I understand what you guys are saying and you're right it doesn't apply to me not because I use simple midi synths, it's because for something important and I'm using midi I use my Kurzweil PC3 keyboard and that thing sounds at least as good as the best softsynth plugins out there and it has very cool hardware controllers to shape the sound on the front panel.

Check out my other point and that is patch changes in the middle of a song. As people get more familiar with the program, they start using F5 a lot. That allows you to do all kinds of stuff at whatever bar you want to edit including a patch change. During beta testing a person used 24 RT instruments plus another 20 or so midi patches as a test but of course she was using a GM synth for that. The entire GM soundset was maybe 1.5 gigs. If you tried using your high end VST's for 20 midi patch changes and all of them were in the 500mb-2gig range it still wouldn't work even with 64 bit and 24 gigs of ram. I agree though that's a stretch, how many times would you use that many patch changes and have all those patches be that large? Probably not that often. That's the beauty of using a hardware synth, none of that matters and no latency issues for live playing.

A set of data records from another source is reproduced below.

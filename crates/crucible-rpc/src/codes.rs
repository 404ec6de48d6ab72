//! Stable JSON-RPC error codes.
//!
//! The `-327xx` range follows the JSON-RPC 2.0 specification; the `-320xx`
//! range carries host-specific semantics. Codes are part of the wire
//! contract and never change meaning.

pub const PARSE_ERROR: i64 = -32700;
pub const INVALID_REQUEST: i64 = -32600;
pub const METHOD_NOT_FOUND: i64 = -32601;
pub const INVALID_PARAMS: i64 = -32602;
pub const INTERNAL_ERROR: i64 = -32603;

pub const PLUGIN_NOT_FOUND: i64 = -32000;
pub const PLUGIN_NOT_READY: i64 = -32001;
pub const PLUGIN_LOAD_FAILED: i64 = -32002;
pub const PLUGIN_INITIALIZE_FAILED: i64 = -32003;
pub const PLUGIN_SHUTDOWN_FAILED: i64 = -32004;
pub const PLUGIN_ALREADY_LOADED: i64 = -32005;

pub const CONTRACT_MISMATCH: i64 = -32010;
pub const MANIFEST_INVALID: i64 = -32012;

pub const HOTSWAP_FAILED: i64 = -32020;
pub const HOTSWAP_ROLLBACK_FAILED: i64 = -32021;

pub const RESOURCE_EXHAUSTED: i64 = -32050;
pub const EXECUTION_TIMEOUT: i64 = -32060;
pub const PLUGIN_EXCEPTION: i64 = -32061;

/// Symbolic name for a code, for diagnostics.
pub fn name(code: i64) -> &'static str {
    match code {
        PARSE_ERROR => "PARSE_ERROR",
        INVALID_REQUEST => "INVALID_REQUEST",
        METHOD_NOT_FOUND => "METHOD_NOT_FOUND",
        INVALID_PARAMS => "INVALID_PARAMS",
        INTERNAL_ERROR => "INTERNAL_ERROR",
        PLUGIN_NOT_FOUND => "PLUGIN_NOT_FOUND",
        PLUGIN_NOT_READY => "PLUGIN_NOT_READY",
        PLUGIN_LOAD_FAILED => "PLUGIN_LOAD_FAILED",
        PLUGIN_INITIALIZE_FAILED => "PLUGIN_INITIALIZE_FAILED",
        PLUGIN_SHUTDOWN_FAILED => "PLUGIN_SHUTDOWN_FAILED",
        PLUGIN_ALREADY_LOADED => "PLUGIN_ALREADY_LOADED",
        CONTRACT_MISMATCH => "CONTRACT_MISMATCH",
        MANIFEST_INVALID => "MANIFEST_INVALID",
        HOTSWAP_FAILED => "HOTSWAP_FAILED",
        HOTSWAP_ROLLBACK_FAILED => "HOTSWAP_ROLLBACK_FAILED",
        RESOURCE_EXHAUSTED => "RESOURCE_EXHAUSTED",
        EXECUTION_TIMEOUT => "EXECUTION_TIMEOUT",
        PLUGIN_EXCEPTION => "PLUGIN_EXCEPTION",
        _ => "UNKNOWN",
    }
}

I completely agree if it doesn't break the bank then sure let PG rewrite the program as 64 bit but I also agree the number of people who would actually take advantage of it is very small. As people move up the food chain as to sound quality a lot of them move to hardware synths for good reasons including price. I paid $1,300 as a close out for my PC3 and I suspect you have at least that much in your VST's with all the sound libraries. The Ketron SD2 module sounds great for about $400. Everybody does things their way and if you're not a keyboard player then you certainly don't need a keyboard.

Bob


Biab/RB latest build, Win 11 Pro, Ryzen 5 5600 G, 512 Gig SSD, 16 Gigs Ram, Steinberg UR22 MkII, Roland Sonic Cell, Kurzweil PC3, Hammond SK1, Korg PA3XPro, Garritan JABB, Hypercanvas, Sampletank 3, more.